Dúvida com doutrinas? Nunca tive um pingo de dúvida sobre nada. Pois eu confiava que Deus havia chamado um profeta nos últimos dias e que tudo o que provinha dele, era verdadeiro.
Testemunho? Eu tinha sim. Porque eu sempre estive ali, nos momentos convenientes e inconvenientes, muitas e muitas vezes, de corpo e alma, e quem pode dizer ao contrário?
Eu tinha um testemunho da obra que eu conhecia, daquilo que eu acreditava ser a verdade, do jeito que havia sido apresentada a mim. Eu sentia ser verdade o que eu havia aprendido porque tudo fazia sentido, da forma mais pura e linda que foi me apresentada e nunca alterada. Pois se uma história é verdadeira, se um fato é verdadeiro, será para sempre. Nunca imaginei que de repente, poderia não ter sido bem assim. Nunca.
Boatos sobre a igreja? Nunca me abalaram, ouvia muitas coisas vindas de familiares e amigos que não eram membros mas sempre aprendi que eram apenas palavras de pessoas maldosas querendo destruir a obra de Deus pela influência de Satanás.
Meu vínculo era forte, minha entrega total. A igreja era minha vida.
Mas eu senti um click nesse ano de 2020. Esse click veio para mim, eu não o busquei. Como disse no início, ninguém busca um momento assim. É triste saber de fatos por tanto tempo escondidos, perceber coisas que por anos não percebíamos. Já falei bastante sobre isso no meu primeiro desabafo.
Tenho percebido que por causa desse click na mente, que nos permite pela primeira vez pensar sobre Deus, sobre o que Ele faria ou permitiria e com qual intenção... por causa disso é que começamos a enxergar tudo, percebemos tudo e nada mais pode ser como antes, ou seja, não conseguimos permanecer.
Não. Não há ninguém que desperte e saia feliz e sem sequelas da igreja. É assustador. Nos sentimos angustiados, frustrados, tristes, inconformados, revoltados, indignados. Sem contar que somos desprezados, ignorados, incompreendidos...e ainda temos o medo e a incerteza que no princípio é dominante. A sensação de termos vivido uma vida toda inconsciente. Quem desejaria passar por isso?
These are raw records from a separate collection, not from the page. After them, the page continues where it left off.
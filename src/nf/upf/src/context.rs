use std::{
	collections::HashMap,
	net::{IpAddr, Ipv4Addr},
	sync::{
		atomic::{AtomicU64, Ordering},
		Arc,
	},
	time::Duration,
};

use libpfcp::{
	handlers::MetricsCollector,
	models::{NodeID, RecoveryTimeStamp, UPFunctionFeatures},
};
use tokio::sync::Mutex;

use crate::{config::UpfConfig, datapath::ForwardingPlaneController, n4::NodeAssociation, resource::ResourceManager};

#[derive(Debug, Clone)]
pub struct UPFParameters {
	pub node_id: String,
	/// Address put in the UP F-SEID of established sessions
	pub node_ip: IpAddr,
	pub n3_address: Ipv4Addr,
	pub feature_ftup: bool,
	pub feature_ueip: bool,
	pub heartbeat_retries: u32,
	pub heartbeat_interval: Duration,
	pub heartbeat_timeout: Duration,
	pub nf_startup_time: chrono::DateTime<chrono::offset::Utc>,
}

impl UPFParameters {
	pub fn from_config(config: &UpfConfig, nf_startup_time: chrono::DateTime<chrono::offset::Utc>) -> UPFParameters {
		let node_ip = match config.pfcp_node_id.parse::<IpAddr>() {
			Ok(ip) => ip,
			Err(_) if !config.pfcp_address.ip().is_unspecified() => config.pfcp_address.ip(),
			Err(_) => IpAddr::V4(config.n3_address),
		};
		UPFParameters {
			node_id: config.pfcp_node_id.clone(),
			node_ip,
			n3_address: config.n3_address,
			feature_ftup: config.feature_ftup,
			feature_ueip: config.feature_ueip,
			heartbeat_retries: config.heartbeat_retries,
			heartbeat_interval: Duration::from_secs(config.heartbeat_interval),
			heartbeat_timeout: Duration::from_secs(config.heartbeat_timeout),
			nf_startup_time,
		}
	}

	pub fn node_id(&self) -> NodeID {
		NodeID::from_string(&self.node_id)
	}

	pub fn recovery_time_stamp(&self) -> RecoveryTimeStamp {
		RecoveryTimeStamp::new(self.nf_startup_time)
	}

	pub fn up_function_features(&self) -> UPFunctionFeatures {
		let mut features = UPFunctionFeatures(0);
		if self.feature_ftup {
			features.setFTUP(1);
		}
		if self.feature_ueip {
			features.setUEIP(1);
		}
		features
	}
}

/// State shared by the PFCP handlers and the heartbeat engine.
pub struct UpfContext {
	pub params: UPFParameters,
	/// Keyed by the peer IP address
	pub associations: Mutex<HashMap<String, NodeAssociation>>,
	pub resources: ResourceManager,
	pub backend: Arc<dyn ForwardingPlaneController>,
	pub metrics: Arc<dyn MetricsCollector>,
	next_resource_key: AtomicU64,
}

impl UpfContext {
	pub fn new(
		params: UPFParameters,
		resources: ResourceManager,
		backend: Arc<dyn ForwardingPlaneController>,
		metrics: Arc<dyn MetricsCollector>,
	) -> UpfContext {
		UpfContext {
			params,
			associations: Mutex::new(HashMap::new()),
			resources,
			backend,
			metrics,
			next_resource_key: AtomicU64::new(1),
		}
	}

	/// Key under which a session's IPs and TEIDs are held, unique across associations.
	pub fn new_resource_key(&self) -> u64 {
		self.next_resource_key.fetch_add(1, Ordering::Relaxed)
	}

	pub fn update_gauges(&self, associations: &HashMap<String, NodeAssociation>) {
		self.metrics.set_associations(associations.len());
		self.metrics.set_sessions(associations.values().map(|a| a.sessions.len()).sum());
	}
}

#[cfg(test)]
mod tests {
	use super::*;

	#[test]
	fn test_parameters_from_config() {
		let mut config = UpfConfig::default();
		config.feature_ftup = true;
		let params = UPFParameters::from_config(&config, chrono::Utc::now());
		assert_eq!(params.node_ip, IpAddr::V4(Ipv4Addr::LOCALHOST));
		assert_eq!(params.up_function_features().getFTUP(), 1);
		assert_eq!(params.up_function_features().getUEIP(), 0);
		assert_eq!(params.heartbeat_interval, Duration::from_secs(5));

		config.pfcp_node_id = "upf.local".into();
		config.pfcp_address = "0.0.0.0:8805".parse().unwrap();
		config.n3_address = Ipv4Addr::new(10, 0, 0, 3);
		let params = UPFParameters::from_config(&config, chrono::Utc::now());
		assert_eq!(params.node_ip, IpAddr::V4(Ipv4Addr::new(10, 0, 0, 3)));
		assert_eq!(params.node_id().to_string(), "upf.local");
	}
}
Então, não somos culpados se enxergamos coisas que outros não enxergam. E não merecemos ser julgados. Não estamos loucos e o inimigo não nos domina. Tudo o que vivemos valeu a pena, mas fomos enganados. Fomos fieis a igreja mas a igreja não foi fiel a nós. E a partir disso percebemos como tudo ocorre lá dentro desde o princípio, o que é uma triste novidade para nossa mente e coração.
Digo por mim, que é um luto, um divórcio, algo que eu não estava preparada para enfrentar. Deixo doer, para ser curada. Um dia a dor vai embora, assim como todas as feridas da alma.
Precisamos seguir em frente, em respeito a essa nova vida que nos espera, com a oportunidade única de sermos nós mesmos. Acreditando no que nossa alma deseja, sendo felizes do nosso próprio jeito e principalmente, não sermos mais controlados, mas seguirmos nossa vida em paz, vivendo da nossa própria essência e fé.
E aliás, continuo minha jornada eterna.